Home / Publications / Journals / Nuclear Science and Engineering / Volume 25 / Number 4

A Noniterative Method of Computing Neutron Flux Distributions and Coolant Density Profile in a Light-Water Moderated Reactor

William T. Sha

Nuclear Science and Engineering / Volume 25 / Number 4 / August 1966 / Pages 413-421

Technical Paper / dx.doi.org/10.13182/NSE66-A18562

A one-dimensional noniterative method for calculating the fast- and thermal-neutron flux distribution, effective neutron multiplication factor, power density, enthalpy profile, water density distribution, and steam void map of a light-water moderated reactor core is presented and programmed as a computer code — ANDREA. In this method, the spatial dependence of the neutron spectrum is accounted for explicitly. The method outlined in this paper can be used as one of the design tools for pressurized water reactor (PWR) cores as well as for boiling water reactors (BWR). The novelty of this method lies in its noniterative mathematical formulation which takes into account the nuclear-thermal interaction in a reactor channel.

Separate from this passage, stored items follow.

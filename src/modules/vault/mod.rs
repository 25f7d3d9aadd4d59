//! Layered encryption vault for prompt content.
//!
//! `seal` runs three sequential passes, each with its own random IV:
//! AES-256-GCM under a master key (producing the authentication tag), then
//! AES-256-CBC under an actor-scoped key, then AES-256-CTR under a rotation
//! key. The actor-scoped middle layer means content sealed for one actor
//! cannot be opened with another actor's key even if the outer layers are
//! compromised. `open` reverses the passes in strict order and re-verifies a
//! truncated digest of the recovered plaintext.
//!
//! The vault is stateless apart from randomness; plaintext never reaches the
//! logs.

use aes::Aes256;
use aes_gcm::aead::Aead;
use aes_gcm::{Aes256Gcm, KeyInit, Nonce};
use cbc::cipher::{block_padding::Pkcs7, BlockDecryptMut, BlockEncryptMut, KeyIvInit, StreamCipher};
use chrono::Utc;
use rand::rngs::OsRng;
use rand::RngCore;
use serde::{Deserialize, Serialize};
use sha2::{Digest, Sha256};
use thiserror::Error;

use crate::core::config::VaultConfig;
use crate::core::error::AppError;

type Aes256CbcEnc = cbc::Encryptor<Aes256>;
type Aes256CbcDec = cbc::Decryptor<Aes256>;
type Aes256Ctr = ctr::Ctr128BE<Aes256>;

const KEY_LEN: usize = 32;
const GCM_NONCE_LEN: usize = 12;
const GCM_TAG_LEN: usize = 16;
const BLOCK_IV_LEN: usize = 16;
const DIGEST_PREFIX_LEN: usize = 8;

const MASTER_SALT: &[u8] = b"vault-master-salt";
const ROTATION_SALT: &[u8] = b"vault-rotation-salt";
const ACTOR_SALT: &[u8] = b"vault-actor-salt";

#[derive(Debug, Error)]
pub enum VaultError {
    #[error("vault seal operation failed")]
    Seal,
    #[error("envelope is malformed")]
    Malformed,
    #[error("envelope integrity verification failed")]
    Integrity,
    #[error("envelope is older than the staleness bound")]
    Expired,
}

impl From<VaultError> for AppError {
    fn from(value: VaultError) -> Self {
        match value {
            VaultError::Expired => AppError::ExpiredEnvelope,
            VaultError::Integrity | VaultError::Malformed => AppError::IntegrityFailure,
            VaultError::Seal => AppError::Internal("Vault seal failed".to_string()),
        }
    }
}

/// Per-layer IVs, the layer-1 authentication tag, a truncated digest of the
/// original plaintext, and the creation timestamp (unix milliseconds).
#[derive(Debug, Clone, Serialize, Deserialize)]
pub struct EnvelopeMeta {
    pub iv1: String,
    pub iv2: String,
    pub iv3: String,
    pub tag: String,
    pub hash: String,
    pub ts: i64,
}

/// Opaque encrypted representation of content. Stored as JSON alongside an
/// explicit encrypted marker; never inspected outside this module.
#[derive(Debug, Clone, Serialize, Deserialize)]
pub struct Envelope {
    pub data: String,
    pub meta: EnvelopeMeta,
}

pub struct PromptVault {
    master_key: [u8; KEY_LEN],
    rotation_key: [u8; KEY_LEN],
    max_envelope_age_ms: i64,
}

impl PromptVault {
    pub fn new(config: &VaultConfig) -> Result<Self, VaultError> {
        Ok(Self {
            master_key: derive_key(config.master_secret.as_bytes(), MASTER_SALT)?,
            rotation_key: derive_key(config.rotation_secret.as_bytes(), ROTATION_SALT)?,
            max_envelope_age_ms: config.max_envelope_age.as_millis() as i64,
        })
    }

    /// Encrypt plaintext for an actor through all three passes.
    pub fn seal(&self, plaintext: &str, actor_id: &str) -> Result<Envelope, VaultError> {
        let actor_key = derive_key(actor_id.as_bytes(), ACTOR_SALT)?;

        // Pass 1: authenticated encryption under the master key.
        let mut iv1 = [0u8; GCM_NONCE_LEN];
        OsRng.fill_bytes(&mut iv1);
        let gcm = Aes256Gcm::new_from_slice(&self.master_key).map_err(|_| VaultError::Seal)?;
        let mut inner = gcm
            .encrypt(Nonce::from_slice(&iv1), plaintext.as_bytes())
            .map_err(|_| VaultError::Seal)?;
        let tag = inner.split_off(inner.len() - GCM_TAG_LEN);

        // Pass 2: actor-scoped CBC layer.
        let mut iv2 = [0u8; BLOCK_IV_LEN];
        OsRng.fill_bytes(&mut iv2);
        let middle = Aes256CbcEnc::new_from_slices(&actor_key, &iv2)
            .map_err(|_| VaultError::Seal)?
            .encrypt_padded_vec_mut::<Pkcs7>(&inner);

        // Pass 3: rotation CTR layer.
        let mut iv3 = [0u8; BLOCK_IV_LEN];
        OsRng.fill_bytes(&mut iv3);
        let mut outer = middle;
        Aes256Ctr::new_from_slices(&self.rotation_key, &iv3)
            .map_err(|_| VaultError::Seal)?
            .apply_keystream(&mut outer);

        let digest = hex::encode(Sha256::digest(plaintext.as_bytes()));

        Ok(Envelope {
            data: hex::encode(outer),
            meta: EnvelopeMeta {
                iv1: hex::encode(iv1),
                iv2: hex::encode(iv2),
                iv3: hex::encode(iv3),
                tag: hex::encode(tag),
                hash: digest[..DIGEST_PREFIX_LEN].to_string(),
                ts: Utc::now().timestamp_millis(),
            },
        })
    }

    /// Decrypt an envelope, reversing the passes in strict order. Envelopes
    /// older than the staleness bound are rejected before any key work.
    pub fn open(&self, envelope: &Envelope, actor_id: &str) -> Result<String, VaultError> {
        let age_ms = Utc::now().timestamp_millis() - envelope.meta.ts;
        if age_ms > self.max_envelope_age_ms {
            return Err(VaultError::Expired);
        }

        let outer = hex::decode(&envelope.data).map_err(|_| VaultError::Malformed)?;
        let iv1 = decode_iv::<GCM_NONCE_LEN>(&envelope.meta.iv1)?;
        let iv2 = decode_iv::<BLOCK_IV_LEN>(&envelope.meta.iv2)?;
        let iv3 = decode_iv::<BLOCK_IV_LEN>(&envelope.meta.iv3)?;
        let tag = hex::decode(&envelope.meta.tag).map_err(|_| VaultError::Malformed)?;
        if tag.len() != GCM_TAG_LEN {
            return Err(VaultError::Malformed);
        }

        let actor_key = derive_key(actor_id.as_bytes(), ACTOR_SALT)?;

        // Reverse pass 3.
        let mut middle = outer;
        Aes256Ctr::new_from_slices(&self.rotation_key, &iv3)
            .map_err(|_| VaultError::Malformed)?
            .apply_keystream(&mut middle);

        // Reverse pass 2. A wrong actor key surfaces here as a padding error
        // or later as a tag mismatch; either way the caller sees an integrity
        // failure, never a wrong plaintext.
        let inner = Aes256CbcDec::new_from_slices(&actor_key, &iv2)
            .map_err(|_| VaultError::Malformed)?
            .decrypt_padded_vec_mut::<Pkcs7>(&middle)
            .map_err(|_| VaultError::Integrity)?;

        // Reverse pass 1, validating the authentication tag.
        let mut sealed = inner;
        sealed.extend_from_slice(&tag);
        let gcm = Aes256Gcm::new_from_slice(&self.master_key).map_err(|_| VaultError::Malformed)?;
        let plaintext_bytes = gcm
            .decrypt(Nonce::from_slice(&iv1), sealed.as_ref())
            .map_err(|_| VaultError::Integrity)?;

        let plaintext = String::from_utf8(plaintext_bytes).map_err(|_| VaultError::Integrity)?;

        // Digest re-verification over the recovered plaintext.
        let digest = hex::encode(Sha256::digest(plaintext.as_bytes()));
        if digest[..DIGEST_PREFIX_LEN] != envelope.meta.hash {
            return Err(VaultError::Integrity);
        }

        Ok(plaintext)
    }
}

fn derive_key(secret: &[u8], salt: &[u8]) -> Result<[u8; KEY_LEN], VaultError> {
    let params = scrypt::Params::new(14, 8, 1, KEY_LEN).map_err(|_| VaultError::Seal)?;
    let mut key = [0u8; KEY_LEN];
    scrypt::scrypt(secret, salt, &params, &mut key).map_err(|_| VaultError::Seal)?;
    Ok(key)
}

fn decode_iv<const N: usize>(value: &str) -> Result<[u8; N], VaultError> {
    let bytes = hex::decode(value).map_err(|_| VaultError::Malformed)?;
    bytes.try_into().map_err(|_| VaultError::Malformed)
}

#[cfg(test)]
mod tests {
    use super::*;
    use std::time::Duration;

    fn test_vault() -> PromptVault {
        PromptVault::new(&VaultConfig {
            master_secret: "master-secret-master-secret-master!!".to_string(),
            rotation_secret: "rotation-secret-rotation-secret-rot!".to_string(),
            max_envelope_age: Duration::from_secs(24 * 3600),
        })
        .unwrap()
    }

    #[test]
    fn seal_open_round_trip() {
        let vault = test_vault();
        let plaintext = "אתה עורך טקסט תורני. הוסף פיסוק מלא.";

        let envelope = vault.seal(plaintext, "actor-a").unwrap();
        let recovered = vault.open(&envelope, "actor-a").unwrap();

        assert_eq!(recovered, plaintext);
    }

    #[test]
    fn cross_actor_open_fails_with_integrity_error() {
        let vault = test_vault();
        let envelope = vault.seal("secret content", "actor-a").unwrap();

        let err = vault.open(&envelope, "actor-b").unwrap_err();
        assert!(matches!(err, VaultError::Integrity));
    }

    #[test]
    fn stale_envelope_is_rejected() {
        let vault = test_vault();
        let mut envelope = vault.seal("secret content", "actor-a").unwrap();
        envelope.meta.ts -= 25 * 3600 * 1000;

        let err = vault.open(&envelope, "actor-a").unwrap_err();
        assert!(matches!(err, VaultError::Expired));
    }

    #[test]
    fn tampered_ciphertext_is_rejected() {
        let vault = test_vault();
        let mut envelope = vault.seal("secret content", "actor-a").unwrap();

        // Flip the first ciphertext byte.
        let mut raw = hex::decode(&envelope.data).unwrap();
        raw[0] ^= 0xff;
        envelope.data = hex::encode(raw);

        let err = vault.open(&envelope, "actor-a").unwrap_err();
        assert!(matches!(err, VaultError::Integrity));
    }

    #[test]
    fn tampered_tag_is_rejected() {
        let vault = test_vault();
        let mut envelope = vault.seal("secret content", "actor-a").unwrap();

        let mut tag = hex::decode(&envelope.meta.tag).unwrap();
        tag[0] ^= 0x01;
        envelope.meta.tag = hex::encode(tag);

        let err = vault.open(&envelope, "actor-a").unwrap_err();
        assert!(matches!(err, VaultError::Integrity));
    }

    #[test]
    fn malformed_metadata_is_rejected() {
        let vault = test_vault();
        let mut envelope = vault.seal("secret content", "actor-a").unwrap();
        envelope.meta.iv2 = "not-hex".to_string();

        let err = vault.open(&envelope, "actor-a").unwrap_err();
        assert!(matches!(err, VaultError::Malformed));
    }

    #[test]
    fn fresh_randomness_per_seal() {
        let vault = test_vault();
        let a = vault.seal("same content", "actor-a").unwrap();
        let b = vault.seal("same content", "actor-a").unwrap();

        assert_ne!(a.data, b.data);
        assert_ne!(a.meta.iv1, b.meta.iv1);
        // The digest is over the plaintext, so it matches.
        assert_eq!(a.meta.hash, b.meta.hash);
    }
}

Fission density is directly related to heat generation and heat generation causes density changes in the coolant with subsequent formation of steam voids. The method described here is based on the fact that the above relationships are interdependent. As a result of this noniterative formulation, a significant amount of computer time is saved. Finally, it is to be noted that the method presented in this paper is primarily intended for the analysis of large power reactors.